= EXERCISE DIRECTIONS =
With no edits of any kind, print each record that follows.

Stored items
+---+

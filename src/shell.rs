//! Interactive session state.
//!
//! A [`Shell`] owns an execution engine and the database currently in use.
//! Lines starting with `\` are meta-commands; everything else is SQL.

use std::sync::Arc;

use log::debug;
use parking_lot::RwLock;

use crate::catalog::Catalog;
use crate::query::executor::{ExecutionEngine, QueryError, QueryResult};

pub const DEFAULT_PROMPT: &str = "minidb >> ";
pub const DEFAULT_HISTORY_FILE: &str = ".minidb_history";

/// Options for an interactive session
#[derive(Debug, Clone, PartialEq, Eq)]
pub struct ShellConfig {
    /// Database created and selected when the session starts
    pub database: Option<String>,
    pub history_file: String,
    pub prompt: String,
}

impl Default for ShellConfig {
    fn default() -> Self {
        ShellConfig {
            database: None,
            history_file: DEFAULT_HISTORY_FILE.to_string(),
            prompt: DEFAULT_PROMPT.to_string(),
        }
    }
}

pub struct Shell {
    engine: ExecutionEngine,
    database: Option<String>,
}

impl Shell {
    /// Start a session over a fresh catalog
    pub fn new(config: &ShellConfig) -> QueryResult<Self> {
        let engine = ExecutionEngine::new(Arc::new(RwLock::new(Catalog::new())));
        let mut shell = Shell {
            engine,
            database: None,
        };

        if let Some(name) = &config.database {
            shell.engine.create_database(name)?;
            shell.use_database(name)?;
        }

        Ok(shell)
    }

    /// Name of the database in use
    pub fn database(&self) -> Option<&str> {
        self.database.as_deref()
    }

    /// Execute one input line and return the message to print
    pub fn exec(&mut self, line: &str) -> QueryResult<String> {
        let line = line.trim();
        if line.starts_with('\\') {
            self.exec_command(line)
        } else {
            let message = self.engine.execute(self.database(), line)?;
            self.forget_dropped_database();
            Ok(message)
        }
    }

    /// Deselect the current database once it no longer exists
    fn forget_dropped_database(&mut self) {
        let Some(name) = self.database.as_deref() else {
            return;
        };
        if self.engine.catalog().read().get_database(name).is_err() {
            debug!("database {} was dropped, clearing selection", name);
            self.database = None;
        }
    }

    fn exec_command(&mut self, line: &str) -> QueryResult<String> {
        let params: Vec<&str> = line.split_whitespace().collect();
        debug!("meta-command {:?}", params);

        match params.as_slice() {
            ["\\use"] => Err(QueryError::DatabaseNotSpecified),
            ["\\use", name, ..] => self.use_database(name),
            ["\\l", ..] => Ok(self.list_databases()),
            ["\\dt", ..] => self.list_tables(),
            [command, ..] => Err(QueryError::UnknownCommand(command.to_string())),
            [] => Err(QueryError::UnknownCommand(line.to_string())),
        }
    }

    fn use_database(&mut self, name: &str) -> QueryResult<String> {
        self.engine.catalog().read().get_database(name)?;
        self.database = Some(name.to_string());
        Ok("database changed\n".to_string())
    }

    fn list_databases(&self) -> String {
        let catalog = self.engine.catalog();
        let catalog = catalog.read();
        catalog
            .list_databases()
            .iter()
            .map(|db| format!("{}\n", db.name()))
            .collect()
    }

    fn list_tables(&self) -> QueryResult<String> {
        let name = self.database().ok_or(QueryError::NoDatabaseSelected)?;
        let catalog = self.engine.catalog();
        let catalog = catalog.read();
        let tables = catalog
            .get_database(name)?
            .list_tables()
            .iter()
            .map(|table| format!("{}\n", table.name()))
            .collect();
        Ok(tables)
    }
}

+---+

= TASK RESULT =
filename src/shell.rs
//! Interactive session state.
//!
//! A [`Shell`] owns an execution engine and the database currently in use.
//! Lines starting with `\` are meta-commands; everything else is SQL.

use std::sync::Arc;

use log::debug;
use parking_lot::RwLock;

use crate::catalog::Catalog;
use crate::query::executor::{ExecutionEngine, QueryError, QueryResult};

pub const DEFAULT_PROMPT: &str = "minidb >> ";
pub const DEFAULT_HISTORY_FILE: &str = ".minidb_history";

/// Options for an interactive session
#[derive(Debug, Clone, PartialEq, Eq)]
pub struct ShellConfig {
    /// Database created and selected when the session starts
    pub database: Option<String>,
    pub history_file: String,
    pub prompt: String,
}

impl Default for ShellConfig {
    fn default() -> Self {
        ShellConfig {
            database: None,
            history_file: DEFAULT_HISTORY_FILE.to_string(),
            prompt: DEFAULT_PROMPT.to_string(),
        }
    }
}

pub struct Shell {
    engine: ExecutionEngine,
    database: Option<String>,
}

impl Shell {
    /// Start a session over a fresh catalog
    pub fn new(config: &ShellConfig) -> QueryResult<Self> {
        let engine = ExecutionEngine::new(Arc::new(RwLock::new(Catalog::new())));
        let mut shell = Shell {
            engine,
            database: None,
        };

        if let Some(name) = &config.database {
            shell.engine.create_database(name)?;
            shell.use_database(name)?;
        }

        Ok(shell)
    }

    /// Name of the database in use
    pub fn database(&self) -> Option<&str> {
        self.database.as_deref()
    }

    /// Execute one input line and return the message to print
    pub fn exec(&mut self, line: &str) -> QueryResult<String> {
        let line = line.trim();
        if line.starts_with('\\') {
            self.exec_command(line)
        } else {
            let message = self.engine.execute(self.database(), line)?;
            self.forget_dropped_database();
            Ok(message)
        }
    }

    /// Deselect the current database once it no longer exists
    fn forget_dropped_database(&mut self) {
        let Some(name) = self.database.as_deref() else {
            return;
        };
        if self.engine.catalog().read().get_database(name).is_err() {
            debug!("database {} was dropped, clearing selection", name);
            self.database = None;
        }
    }

    fn exec_command(&mut self, line: &str) -> QueryResult<String> {
        let params: Vec<&str> = line.split_whitespace().collect();
        debug!("meta-command {:?}", params);

        match params.as_slice() {
            ["\\use"] => Err(QueryError::DatabaseNotSpecified),
            ["\\use", name, ..] => self.use_database(name),
            ["\\l", ..] => Ok(self.list_databases()),
            ["\\dt", ..] => self.list_tables(),
            [command, ..] => Err(QueryError::UnknownCommand(command.to_string())),
            [] => Err(QueryError::UnknownCommand(line.to_string())),
        }
    }

    fn use_database(&mut self, name: &str) -> QueryResult<String> {
        self.engine.catalog().read().get_database(name)?;
        self.database = Some(name.to_string());
        Ok("database changed\n".to_string())
    }

    fn list_databases(&self) -> String {
        let catalog = self.engine.catalog();
        let catalog = catalog.read();
        catalog
            .list_databases()
            .iter()
            .map(|db| format!("{}\n", db.name()))
            .collect()
    }

    fn list_tables(&self) -> QueryResult<String> {
        let name = self.database().ok_or(QueryError::NoDatabaseSelected)?;
        let catalog = self.engine.catalog();
        let catalog = catalog.read();
        let tables = catalog
            .get_database(name)?
            .list_tables()
            .iter()
            .map(|table| format!("{}\n", table.name()))
            .collect();
        Ok(tables)
    }
}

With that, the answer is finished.